Umwelt offers A.L.I a strong direction: to think contact as a meeting between perceptual worlds. Before asking “what does this sign mean?”, we must ask “in what world can this sign appear?” A very different civilization might fail to answer not because our message is false, but because it is simply outside its sensible world.

Inventing an interstellar language may therefore mean inventing a method for making something perceptible between worlds that share neither body, nor senses, nor scale. The true first contact would not be a sentence. It would be an overlap.

Sources and paths

Artistic reference: Umwelt at GMEM

The project Umwelt, presented by GMEM — Centre national de création musicale de Marseille, is a direct artistic reference for A.L.I. The piece is described as a mixed work for electronics, two percussionists and six vibratory loudspeakers. It explicitly starts from Jakob von Uexküll's concept and applies it to a sonic field: each instrument, loudspeaker and resonating body produces its own perceptual milieu.

What matters here for A.L.I is the way sound becomes a model of a proper world. Vibratory loudspeakers applied to cymbals or drum skins make the instruments resonate beyond the direct human gesture.

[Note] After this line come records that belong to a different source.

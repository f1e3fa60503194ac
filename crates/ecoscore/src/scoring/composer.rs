use super::config::ScoringConfig;
use super::domain::{
    CategoryBadness, ImpactBreakdown, MaterialImpactBreakdown, OriginImpactBreakdown, RawImpacts,
    ScoreBreakdown, ScoreResult,
};
use super::normalizer::badness;
use crate::reference::{Indicator, ReferenceSnapshot};

/// Normalizes the raw impacts and folds them, with the certification
/// points, into the final score.
pub fn compose(
    snapshot: &ReferenceSnapshot,
    config: &ScoringConfig,
    impacts: &RawImpacts,
    certification_points: f64,
) -> ScoreResult {
    let breakdown = normalize_impacts(snapshot, impacts);

    let category_badness = CategoryBadness {
        material: breakdown.material_impact.mean(),
        care: breakdown.care_impact.mean(),
        origin: breakdown.origin_impact.mean(),
    };

    let weights = &config.weights;
    let aggregate = weights.material * category_badness.material
        + weights.care * category_badness.care
        + weights.origin * category_badness.origin;
    let environmental_score = (100.0 - aggregate).clamp(0.0, 100.0);

    let applied_certification_bonus = certification_points.min(config.certification_cap);
    let final_score = (environmental_score + applied_certification_bonus).clamp(0.0, 100.0);

    ScoreResult {
        final_score,
        environmental_score,
        certification_bonus: certification_points,
        applied_certification_bonus,
        category_badness,
        breakdown,
    }
}

fn normalize_impacts(snapshot: &ReferenceSnapshot, impacts: &RawImpacts) -> ScoreBreakdown {
    let scale = |raw: f64, indicator: Indicator| badness(raw, snapshot.indicator_range(indicator));
    let RawImpacts {
        material,
        care,
        origin,
    } = impacts;

    ScoreBreakdown {
        material_impact: MaterialImpactBreakdown {
            co2: scale(material.carbon, Indicator::MaterialCarbon),
            water: scale(material.water, Indicator::MaterialWater),
            energy: scale(material.energy, Indicator::MaterialEnergy),
            chemical: scale(material.chemical, Indicator::MaterialChemical),
        },
        care_impact: ImpactBreakdown {
            co2: scale(care.co2, Indicator::CareCo2),
            water: scale(care.water, Indicator::CareWater),
            energy: scale(care.energy, Indicator::CareEnergy),
        },
        origin_impact: OriginImpactBreakdown {
            grid: scale(origin.grid, Indicator::OriginGrid),
            transport: scale(origin.transport, Indicator::OriginTransport),
            manufacturing: scale(origin.manufacturing, Indicator::OriginManufacturing),
        },
    }
}
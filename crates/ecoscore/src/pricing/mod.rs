//! Price prediction from a sustainability score and catalog attributes.
//!
//! The trained regression model lives outside this crate; what crosses the
//! boundary is its exported coefficients ([`LinearPriceModel`]) or, when no
//! model is configured, the score-only [`FallbackPricePredictor`].

mod fallback;
mod linear;

pub use fallback::FallbackPricePredictor;
pub use linear::LinearPriceModel;

use serde::{Deserialize, Serialize};
use std::path::{Path, PathBuf};
use std::sync::Arc;
use tracing::{info, warn};

/// Request contract of a price predictor.
#[derive(Debug, Clone, PartialEq, Serialize, Deserialize)]
pub struct PriceQuery {
    pub score: f64,
    pub brand: String,
    pub category: String,
    pub subcategory: String,
}

impl PriceQuery {
    pub fn new(
        score: f64,
        brand: impl Into<String>,
        category: impl Into<String>,
        subcategory: impl Into<String>,
    ) -> Self {
        Self {
            score,
            brand: brand.into(),
            category: category.into(),
            subcategory: subcategory.into(),
        }
    }

    /// Scores must be finite and within 0..=100.
    pub fn validate(&self) -> Result<(), PricingError> {
        if !self.score.is_finite() || !(0.0..=100.0).contains(&self.score) {
            return Err(PricingError::ScoreOutOfRange(self.score));
        }
        Ok(())
    }
}

#[derive(Debug, Clone, Copy, PartialEq, Eq, Serialize, Deserialize)]
#[serde(rename_all = "lowercase")]
pub enum Confidence {
    Low,
    Medium,
    High,
}

impl Confidence {
    pub const fn label(self) -> &'static str {
        match self {
            Self::Low => "low",
            Self::Medium => "medium",
            Self::High => "high",
        }
    }
}

impl std::fmt::Display for Confidence {
    fn fmt(&self, f: &mut std::fmt::Formatter<'_>) -> std::fmt::Result {
        f.write_str(self.label())
    }
}

/// Response contract of a price predictor.
#[derive(Debug, Clone, PartialEq, Serialize, Deserialize)]
pub struct PricePrediction {
    /// Euros, rounded to cents.
    pub predicted_price: f64,
    pub confidence: Confidence,
    pub model_type: String,
}

/// Anything able to turn a [`PriceQuery`] into a [`PricePrediction`].
pub trait PricePredictor: Send + Sync + std::fmt::Debug {
    fn predict(&self, query: &PriceQuery) -> Result<PricePrediction, PricingError>;

    fn model_type(&self) -> &str;

    /// `false` for heuristics standing in for a trained model.
    fn is_trained(&self) -> bool;
}

#[derive(Debug, thiserror::Error)]
pub enum PricingError {
    #[error("score must be between 0 and 100, got {0}")]
    ScoreOutOfRange(f64),
    #[error("failed to read price model {}: {source}", .path.display())]
    Io {
        path: PathBuf,
        source: std::io::Error,
    },
    #[error("malformed price model: {0}")]
    Format(#[from] serde_json::Error),
    #[error("price model coefficient '{0}' is not a finite number")]
    InvalidCoefficient(String),
}

pub(crate) fn round_to_cents(value: f64) -> f64 {
    (value * 100.0).round() / 100.0
}

/// Loads the model at `path`, falling back to the score-only heuristic when
/// no path is configured or the file cannot be used.
pub fn load_predictor(path: Option<&Path>) -> Arc<dyn PricePredictor> {
    let Some(path) = path else {
        info!("no price model configured; using fallback predictor");
        return Arc::new(FallbackPricePredictor);
    };

    match LinearPriceModel::from_path(path) {
        Ok(model) => {
            info!(
                path = %path.display(),
                model_type = model.model_type(),
                features = model.feature_count(),
                "price model loaded"
            );
            Arc::new(model)
        }
        Err(err) => {
            warn!(path = %path.display(), error = %err, "price model unavailable; using fallback predictor");
            Arc::new(FallbackPricePredictor)
        }
    }
}

#[cfg(test)]
mod tests {
    use super::*;

    #[test]
    fn scores_outside_the_scale_are_rejected() {
        for score in [-0.5, 100.5, f64::NAN] {
            let query = PriceQuery::new(score, "Patagonia", "Outerwear", "Jacket");
            assert!(matches!(
                query.validate(),
                Err(PricingError::ScoreOutOfRange(_))
            ));
        }
        PriceQuery::new(100.0, "Patagonia", "Outerwear", "Jacket")
            .validate()
            .expect("upper bound is inclusive");
    }

    #[test]
    fn rounds_to_the_nearest_cent() {
        assert_eq!(round_to_cents(52.345_1), 52.35);
        assert_eq!(round_to_cents(20.0), 20.0);
    }

    #[test]
    fn missing_model_file_falls_back() {
        let predictor = load_predictor(Some(Path::new("/nonexistent/price_model.json")));
        assert!(!predictor.is_trained());
        assert_eq!(predictor.model_type(), "fallback");
    }

    #[test]
    fn confidence_serializes_lowercase() {
        let json = serde_json::to_string(&Confidence::Medium).expect("serializes");
        assert_eq!(json, "\"medium\"");
    }
}
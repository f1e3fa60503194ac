/// Folds a reference name into its lookup key: invisible marks stripped,
/// whitespace collapsed, lowercased.
pub(crate) fn normalize_key(value: &str) -> String {
    let cleaned = value.replace(['\u{feff}', '\u{200b}'], "");
    let collapsed = cleaned.split_whitespace().collect::<Vec<_>>().join(" ");
    collapsed.to_lowercase()
}

#[cfg(test)]
mod tests {
    use super::normalize_key;

    #[test]
    fn folds_case_and_whitespace() {
        assert_eq!(normalize_key("\u{feff}  Organic   Cotton "), "organic cotton");
        assert_eq!(normalize_key("Fair Trade "), normalize_key(" fair trade"));
    }

    #[test]
    fn blank_names_collapse_to_empty() {
        assert_eq!(normalize_key(" \t \u{200b}"), "");
    }
}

Listening becomes an experience of sensory ecology: the same event can be perceived as gesture, vibration, matter, space, dilated time or relation between milieus.

This reference shifts the question of extraterrestrial language toward the coexistence of several acoustic worlds. Before translating a sentence, we may first have to learn how to make heterogeneous regimes of perception coexist: human, instrumental, electronic, vibratory, non-human.